Essays and Criticism
David Ansen has called The Outsiders "the prototypical young adult novel." Written when S. E. Hinton was sixteen, it is widely credited with ushering in a new era of "realism" in the writing of young adult novels. Yet Hinton's book also contains haunting lyricism; indeed, the tension between dreamy romanticism and hard-knock realism is part of what the book is about. In the early pages of the novel, Ponyboy Curtis tells us of his two brothers: "Darry's gone through a lot in his twenty years, grown up too fast. Sodapop'll never grow up at all. I don't know which way's the best. I'll find out one of these days." In Ponyboy's relationship with his two brothers and with Johnny Cade and Dallas Winston, he experiences the differences between growing up too soon and never growing up. By the end of The Outsiders, he has found some tentative answers to the question of which way of being is best.

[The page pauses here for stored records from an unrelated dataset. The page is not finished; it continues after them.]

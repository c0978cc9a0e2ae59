//! k-nearest-neighbour vote over a [`ReferenceSet`].

use crate::{Digit, ReferenceSet};
use serde::Serialize;
use sudoku_ocr_core::FeatureVector;

#[cfg(feature = "tracing")]
use tracing::instrument;

/// Neighbours consulted per query unless configured otherwise.
pub const DEFAULT_K: usize = 10;

/// Errors returned by [`KnnClassifier`].
#[derive(thiserror::Error, Debug, Clone, Copy, PartialEq, Eq)]
pub enum ClassifyError {
    #[error("no reference data to classify against")]
    NoReferenceData,
    #[error("neighbour count k must be >= 1")]
    InvalidK,
}

/// One reference vector ranked against a query.
#[derive(Clone, Copy, Debug, PartialEq, Serialize)]
pub struct Neighbor {
    pub digit: Digit,
    pub distance: f32,
}

/// Winning label and the neighbourhood it was chosen from.
#[derive(Clone, Debug, PartialEq, Serialize)]
pub struct Classification {
    pub digit: Digit,
    /// Neighbours voting for `digit`.
    pub votes: usize,
    /// The `k` nearest references (fewer if the set is smaller), nearest first.
    pub neighbors: Vec<Neighbor>,
}

/// Brute-force k-NN classifier borrowing an immutable reference set.
#[derive(Clone, Copy, Debug)]
pub struct KnnClassifier<'a> {
    reference: &'a ReferenceSet,
    k: usize,
}

impl<'a> KnnClassifier<'a> {
    pub fn new(reference: &'a ReferenceSet, k: usize) -> Result<Self, ClassifyError> {
        if k == 0 {
            return Err(ClassifyError::InvalidK);
        }
        Ok(Self { reference, k })
    }

    #[inline]
    pub fn k(&self) -> usize {
        self.k
    }

    #[inline]
    pub fn reference(&self) -> &'a ReferenceSet {
        self.reference
    }

    /// Rank every reference vector by Euclidean distance to `query` and take
    /// the majority label among the `k` nearest.
    ///
    /// Equal distances keep reference order (labels ascending, then
    /// insertion order) and equal vote counts go to the lowest label, so the
    /// result is fully deterministic.
    #[cfg_attr(
        feature = "tracing",
        instrument(level = "trace", skip_all, fields(k = self.k))
    )]
    pub fn classify(&self, query: &FeatureVector) -> Result<Classification, ClassifyError> {
        let mut ranked: Vec<Neighbor> = self
            .reference
            .iter()
            .map(|(digit, v)| Neighbor {
                digit,
                distance: query.distance(v),
            })
            .collect();
        if ranked.is_empty() {
            return Err(ClassifyError::NoReferenceData);
        }

        // stable: ties keep reference order
        ranked.sort_by(|a, b| a.distance.total_cmp(&b.distance));
        ranked.truncate(self.k);

        let mut tally = [0usize; 9];
        for n in &ranked {
            tally[usize::from(n.digit.get() - 1)] += 1;
        }

        let mut winner: Option<(Digit, usize)> = None;
        for (digit, count) in Digit::all().zip(tally) {
            if count > winner.map_or(0, |(_, best)| best) {
                winner = Some((digit, count));
            }
        }
        let (digit, votes) = winner.ok_or(ClassifyError::NoReferenceData)?;

        Ok(Classification {
            digit,
            votes,
            neighbors: ranked,
        })
    }
}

Ponyboy portrays himself as dreamy and sensitive, not very realistically-minded, and the other characters respond to him this way as well. His idealism enables him to connect with Cherry Valance and with Johnny Cade; makes him fear Dallas Winston; causes him to admire his friend Two-Bit; and creates clashes with his hard-headed, realistic brother Darry. When Ponyboy meets Cherry, he realizes that they are both outsiders in their respective groups, the greasers and the Socs. Both of them are dreamy...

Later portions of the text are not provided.